Top of Record extracts

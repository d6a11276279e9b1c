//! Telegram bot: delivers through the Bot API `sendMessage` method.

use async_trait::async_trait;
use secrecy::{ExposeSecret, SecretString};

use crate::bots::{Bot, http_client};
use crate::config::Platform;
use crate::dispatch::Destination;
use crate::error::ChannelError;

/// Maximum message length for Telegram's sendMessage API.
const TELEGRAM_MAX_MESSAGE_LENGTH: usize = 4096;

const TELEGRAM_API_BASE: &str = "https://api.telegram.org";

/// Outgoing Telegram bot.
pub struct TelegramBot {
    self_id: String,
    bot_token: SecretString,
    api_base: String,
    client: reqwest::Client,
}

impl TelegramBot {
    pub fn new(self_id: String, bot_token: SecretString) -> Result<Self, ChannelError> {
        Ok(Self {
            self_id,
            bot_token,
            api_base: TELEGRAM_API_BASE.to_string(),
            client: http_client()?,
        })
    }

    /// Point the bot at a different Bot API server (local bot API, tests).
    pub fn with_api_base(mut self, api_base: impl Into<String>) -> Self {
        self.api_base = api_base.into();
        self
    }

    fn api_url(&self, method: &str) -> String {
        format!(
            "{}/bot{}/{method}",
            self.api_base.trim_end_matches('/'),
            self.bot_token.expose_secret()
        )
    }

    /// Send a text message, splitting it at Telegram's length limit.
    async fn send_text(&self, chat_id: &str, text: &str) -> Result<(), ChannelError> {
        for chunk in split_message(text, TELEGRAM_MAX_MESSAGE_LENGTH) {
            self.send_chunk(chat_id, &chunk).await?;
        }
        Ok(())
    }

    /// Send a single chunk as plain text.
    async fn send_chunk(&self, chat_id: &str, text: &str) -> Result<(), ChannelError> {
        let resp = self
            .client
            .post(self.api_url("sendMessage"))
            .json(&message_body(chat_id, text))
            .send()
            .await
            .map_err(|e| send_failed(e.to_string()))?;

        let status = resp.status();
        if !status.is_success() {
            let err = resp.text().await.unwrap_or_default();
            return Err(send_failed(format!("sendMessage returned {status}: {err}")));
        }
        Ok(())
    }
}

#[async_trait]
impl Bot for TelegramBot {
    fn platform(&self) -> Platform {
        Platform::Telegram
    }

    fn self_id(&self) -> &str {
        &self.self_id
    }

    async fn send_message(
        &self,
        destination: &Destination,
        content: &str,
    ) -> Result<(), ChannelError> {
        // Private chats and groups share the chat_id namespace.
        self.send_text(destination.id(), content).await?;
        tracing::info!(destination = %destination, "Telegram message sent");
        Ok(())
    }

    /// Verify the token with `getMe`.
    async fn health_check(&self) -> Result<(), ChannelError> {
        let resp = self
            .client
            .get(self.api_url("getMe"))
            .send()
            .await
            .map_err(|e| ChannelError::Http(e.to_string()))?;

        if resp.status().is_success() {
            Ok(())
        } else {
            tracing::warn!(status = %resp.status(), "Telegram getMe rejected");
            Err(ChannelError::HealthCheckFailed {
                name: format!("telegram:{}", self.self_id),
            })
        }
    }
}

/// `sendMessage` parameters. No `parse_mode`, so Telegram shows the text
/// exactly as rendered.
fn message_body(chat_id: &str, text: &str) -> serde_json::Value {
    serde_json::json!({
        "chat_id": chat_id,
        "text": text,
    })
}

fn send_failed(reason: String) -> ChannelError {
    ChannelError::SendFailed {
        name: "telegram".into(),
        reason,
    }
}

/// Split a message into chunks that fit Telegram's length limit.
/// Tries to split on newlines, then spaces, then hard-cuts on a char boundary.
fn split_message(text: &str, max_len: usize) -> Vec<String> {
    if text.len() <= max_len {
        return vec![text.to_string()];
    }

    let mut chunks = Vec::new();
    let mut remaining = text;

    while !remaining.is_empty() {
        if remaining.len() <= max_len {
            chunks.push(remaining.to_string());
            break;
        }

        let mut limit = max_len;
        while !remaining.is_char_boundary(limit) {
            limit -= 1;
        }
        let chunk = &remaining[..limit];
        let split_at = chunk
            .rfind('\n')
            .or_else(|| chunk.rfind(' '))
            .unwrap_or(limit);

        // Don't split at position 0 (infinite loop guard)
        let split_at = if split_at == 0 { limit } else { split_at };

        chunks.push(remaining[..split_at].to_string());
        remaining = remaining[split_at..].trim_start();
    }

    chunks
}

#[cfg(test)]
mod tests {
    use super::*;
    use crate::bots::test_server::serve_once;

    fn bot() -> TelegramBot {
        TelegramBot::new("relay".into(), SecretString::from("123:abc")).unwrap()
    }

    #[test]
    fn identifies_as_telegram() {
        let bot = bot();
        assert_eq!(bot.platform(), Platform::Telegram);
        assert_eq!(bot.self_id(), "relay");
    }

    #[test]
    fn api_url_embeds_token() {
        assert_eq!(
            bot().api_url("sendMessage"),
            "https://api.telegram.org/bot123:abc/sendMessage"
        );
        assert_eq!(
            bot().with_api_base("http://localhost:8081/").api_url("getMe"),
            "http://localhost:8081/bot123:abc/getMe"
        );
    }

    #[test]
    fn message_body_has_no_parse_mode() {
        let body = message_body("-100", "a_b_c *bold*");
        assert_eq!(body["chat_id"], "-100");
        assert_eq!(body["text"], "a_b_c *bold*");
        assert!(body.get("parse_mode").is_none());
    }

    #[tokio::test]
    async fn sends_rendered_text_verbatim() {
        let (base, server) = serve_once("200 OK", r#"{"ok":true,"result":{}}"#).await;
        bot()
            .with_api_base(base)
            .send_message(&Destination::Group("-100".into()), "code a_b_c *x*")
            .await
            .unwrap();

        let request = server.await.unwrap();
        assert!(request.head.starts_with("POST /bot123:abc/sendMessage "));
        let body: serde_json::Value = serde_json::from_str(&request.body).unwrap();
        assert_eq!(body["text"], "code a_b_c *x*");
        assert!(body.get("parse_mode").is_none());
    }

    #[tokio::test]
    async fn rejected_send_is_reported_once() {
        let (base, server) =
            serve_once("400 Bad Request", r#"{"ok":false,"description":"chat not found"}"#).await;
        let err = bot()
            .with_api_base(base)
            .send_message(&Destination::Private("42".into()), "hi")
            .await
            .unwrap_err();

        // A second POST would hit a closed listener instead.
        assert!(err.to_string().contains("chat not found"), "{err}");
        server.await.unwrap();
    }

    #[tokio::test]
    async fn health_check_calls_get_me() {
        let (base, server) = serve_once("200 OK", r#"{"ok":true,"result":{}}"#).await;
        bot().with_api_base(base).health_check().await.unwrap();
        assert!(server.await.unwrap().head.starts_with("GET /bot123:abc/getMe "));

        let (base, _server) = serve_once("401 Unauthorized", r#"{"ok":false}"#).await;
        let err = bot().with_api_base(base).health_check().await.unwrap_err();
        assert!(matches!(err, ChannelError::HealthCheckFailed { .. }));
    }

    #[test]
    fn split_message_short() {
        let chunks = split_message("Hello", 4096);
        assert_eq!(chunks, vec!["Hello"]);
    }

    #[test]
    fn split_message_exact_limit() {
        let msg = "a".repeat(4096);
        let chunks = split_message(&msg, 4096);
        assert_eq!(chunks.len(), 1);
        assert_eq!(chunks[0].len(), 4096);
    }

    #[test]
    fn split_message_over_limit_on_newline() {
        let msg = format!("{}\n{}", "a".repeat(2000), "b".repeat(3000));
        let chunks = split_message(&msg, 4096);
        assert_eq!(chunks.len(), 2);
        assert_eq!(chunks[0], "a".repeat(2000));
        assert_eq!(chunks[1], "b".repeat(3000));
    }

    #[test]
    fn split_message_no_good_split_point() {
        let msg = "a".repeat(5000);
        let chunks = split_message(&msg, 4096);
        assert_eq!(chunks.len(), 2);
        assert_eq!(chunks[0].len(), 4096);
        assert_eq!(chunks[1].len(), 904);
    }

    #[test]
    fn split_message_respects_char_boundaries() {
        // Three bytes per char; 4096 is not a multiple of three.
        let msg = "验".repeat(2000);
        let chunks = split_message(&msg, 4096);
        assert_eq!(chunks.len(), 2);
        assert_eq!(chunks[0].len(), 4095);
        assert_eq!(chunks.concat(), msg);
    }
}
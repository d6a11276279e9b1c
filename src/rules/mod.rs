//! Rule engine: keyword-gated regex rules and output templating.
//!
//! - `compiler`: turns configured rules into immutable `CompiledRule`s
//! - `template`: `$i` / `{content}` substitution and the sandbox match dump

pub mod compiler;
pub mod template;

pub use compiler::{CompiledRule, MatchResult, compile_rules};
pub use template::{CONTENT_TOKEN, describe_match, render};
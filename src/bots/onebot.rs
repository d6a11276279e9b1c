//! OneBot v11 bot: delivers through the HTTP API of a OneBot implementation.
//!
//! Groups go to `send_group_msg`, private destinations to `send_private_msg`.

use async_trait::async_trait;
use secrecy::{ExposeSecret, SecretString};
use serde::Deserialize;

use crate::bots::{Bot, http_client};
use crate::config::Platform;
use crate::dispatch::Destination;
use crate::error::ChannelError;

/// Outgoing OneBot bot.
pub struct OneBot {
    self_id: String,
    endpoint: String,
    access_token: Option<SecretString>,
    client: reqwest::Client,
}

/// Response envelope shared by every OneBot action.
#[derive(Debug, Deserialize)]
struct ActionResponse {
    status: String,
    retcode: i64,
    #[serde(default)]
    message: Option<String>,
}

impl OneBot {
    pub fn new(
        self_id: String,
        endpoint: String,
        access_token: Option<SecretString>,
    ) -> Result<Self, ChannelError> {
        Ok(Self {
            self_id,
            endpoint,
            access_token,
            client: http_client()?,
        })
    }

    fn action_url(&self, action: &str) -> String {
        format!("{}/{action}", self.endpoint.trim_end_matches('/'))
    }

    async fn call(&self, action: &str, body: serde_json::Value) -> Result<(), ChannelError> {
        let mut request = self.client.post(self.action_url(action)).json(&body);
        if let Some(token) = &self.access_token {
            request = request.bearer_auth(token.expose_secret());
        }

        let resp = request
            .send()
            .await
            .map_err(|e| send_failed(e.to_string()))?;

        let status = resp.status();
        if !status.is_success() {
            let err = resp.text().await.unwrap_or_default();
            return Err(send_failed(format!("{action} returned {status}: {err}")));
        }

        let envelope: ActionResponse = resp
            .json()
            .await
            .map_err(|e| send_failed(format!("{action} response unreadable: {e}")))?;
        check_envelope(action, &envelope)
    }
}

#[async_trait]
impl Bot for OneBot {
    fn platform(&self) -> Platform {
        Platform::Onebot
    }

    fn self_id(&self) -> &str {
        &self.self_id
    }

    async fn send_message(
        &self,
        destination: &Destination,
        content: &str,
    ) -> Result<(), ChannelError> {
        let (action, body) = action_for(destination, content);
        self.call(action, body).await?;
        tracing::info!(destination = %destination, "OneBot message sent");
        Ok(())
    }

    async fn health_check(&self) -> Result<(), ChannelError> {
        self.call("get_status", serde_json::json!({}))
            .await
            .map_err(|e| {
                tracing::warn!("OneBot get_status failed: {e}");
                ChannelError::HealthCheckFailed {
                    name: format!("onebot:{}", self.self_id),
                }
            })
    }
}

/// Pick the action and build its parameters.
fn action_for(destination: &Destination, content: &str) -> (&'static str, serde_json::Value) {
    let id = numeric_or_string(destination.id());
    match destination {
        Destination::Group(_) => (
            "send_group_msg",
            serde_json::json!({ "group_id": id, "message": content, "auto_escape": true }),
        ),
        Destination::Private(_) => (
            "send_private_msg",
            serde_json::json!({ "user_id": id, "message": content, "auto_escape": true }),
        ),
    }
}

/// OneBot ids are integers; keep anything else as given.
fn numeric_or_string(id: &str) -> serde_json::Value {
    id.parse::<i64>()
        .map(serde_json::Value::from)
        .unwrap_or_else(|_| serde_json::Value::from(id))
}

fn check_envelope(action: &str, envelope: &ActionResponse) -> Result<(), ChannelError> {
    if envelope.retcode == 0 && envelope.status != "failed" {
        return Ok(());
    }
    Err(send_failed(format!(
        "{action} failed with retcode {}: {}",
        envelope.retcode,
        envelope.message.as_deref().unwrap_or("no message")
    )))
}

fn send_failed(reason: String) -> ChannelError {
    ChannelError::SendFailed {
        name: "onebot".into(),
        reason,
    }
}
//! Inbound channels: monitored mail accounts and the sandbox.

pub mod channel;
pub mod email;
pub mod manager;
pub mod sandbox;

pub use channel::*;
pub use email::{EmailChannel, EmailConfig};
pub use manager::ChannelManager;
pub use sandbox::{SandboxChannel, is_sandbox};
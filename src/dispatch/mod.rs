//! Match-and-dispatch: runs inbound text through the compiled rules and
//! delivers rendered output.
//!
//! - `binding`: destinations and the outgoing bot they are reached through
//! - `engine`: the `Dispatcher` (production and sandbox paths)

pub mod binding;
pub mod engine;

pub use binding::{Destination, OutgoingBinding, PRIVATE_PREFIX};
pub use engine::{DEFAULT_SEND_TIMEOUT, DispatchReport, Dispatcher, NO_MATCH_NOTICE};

Bottom of Record extracts

--- How to complete this task ---
The response must hold only the lines above from the line with "build its parameters." through the line with "fn check_envelope(action: &str, envelope: &ActionResponse)", each copied exactly, both ends kept.

--- Answer ---
/// Pick the action and build its parameters.
fn action_for(destination: &Destination, content: &str) -> (&'static str, serde_json::Value) {
    let id = numeric_or_string(destination.id());
    match destination {
        Destination::Group(_) => (
            "send_group_msg",
            serde_json::json!({ "group_id": id, "message": content, "auto_escape": true }),
        ),
        Destination::Private(_) => (
            "send_private_msg",
            serde_json::json!({ "user_id": id, "message": content, "auto_escape": true }),
        ),
    }
}

/// OneBot ids are integers; keep anything else as given.
fn numeric_or_string(id: &str) -> serde_json::Value {
    id.parse::<i64>()
        .map(serde_json::Value::from)
        .unwrap_or_else(|_| serde_json::Value::from(id))
}

fn check_envelope(action: &str, envelope: &ActionResponse) -> Result<(), ChannelError> {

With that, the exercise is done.